▶ _Entries supplied_
━━━━━━
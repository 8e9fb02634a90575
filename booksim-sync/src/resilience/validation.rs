//! Pre-sync validation and post-write integrity checks.
//!
//! Both report [`Violation`]s and leave the data untouched; deciding what to
//! do about a violation is the caller's business.

use std::collections::HashSet;
use std::fmt;

use serde::Serialize;

use booksim_core::EntityType;

use crate::error::SyncError;
use crate::record::{ExternalRecord, LocalRecord};
use crate::store::RecordStore;

#[derive(Debug, Clone, PartialEq, Eq, Serialize)]
pub struct Violation {
    pub rule: &'static str,
    /// Position in the fetched batch, when the violation is about one record.
    pub index: Option<usize>,
    pub record_id: Option<String>,
    pub message: String,
}

impl fmt::Display for Violation {
    fn fmt(&self, f: &mut fmt::Formatter<'_>) -> fmt::Result {
        match &self.record_id {
            Some(id) => write!(f, "[{}] '{}': {}", self.rule, id, self.message),
            None => write!(f, "[{}] {}", self.rule, self.message),
        }
    }
}

/// Checks on freshly fetched external records.
#[derive(Debug, Clone, Copy, Default)]
pub struct RecordValidator;

impl RecordValidator {
    pub fn validate_fetched(&self, entity: EntityType, records: &[ExternalRecord]) -> Vec<Violation> {
        let mut seen = HashSet::new();
        let mut violations = Vec::new();
        for (index, record) in records.iter().enumerate() {
            if record.id.trim().is_empty() {
                violations.push(Violation {
                    rule: "missing-id",
                    index: Some(index),
                    record_id: None,
                    message: format!("{entity} record at position {index} has no id"),
                });
            } else if !seen.insert(record.id.as_str()) {
                violations.push(Violation {
                    rule: "duplicate-id",
                    index: Some(index),
                    record_id: Some(record.id.clone()),
                    message: "id appears more than once in the fetched batch".to_string(),
                });
            }
        }
        violations
    }
}

/// Compares what the store holds with what was just written.
#[derive(Debug, Clone, Copy, Default)]
pub struct IntegrityChecker;

impl IntegrityChecker {
    pub fn check_persisted(
        &self,
        entity: EntityType,
        expected: &[LocalRecord],
        store: &dyn RecordStore,
    ) -> Result<Vec<Violation>, SyncError> {
        let stored = store.load(entity)?;
        let mut violations = Vec::new();
        if stored.len() != expected.len() {
            violations.push(Violation {
                rule: "count-mismatch",
                index: None,
                record_id: None,
                message: format!("expected {} {entity} records, store has {}", expected.len(), stored.len()),
            });
        }
        let stored_ids: HashSet<&str> = stored.iter().map(|r| r.id.as_str()).collect();
        for record in expected {
            if !stored_ids.contains(record.id.as_str()) {
                violations.push(Violation {
                    rule: "missing-record",
                    index: None,
                    record_id: Some(record.id.clone()),
                    message: "written record not found in store".to_string(),
                });
            }
        }
        Ok(violations)
    }
}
━━━━━━
▶ _Try it_
Using the data above, establish how many lines include the word "rule"; the reply is that number only.

▶ _Response area_
7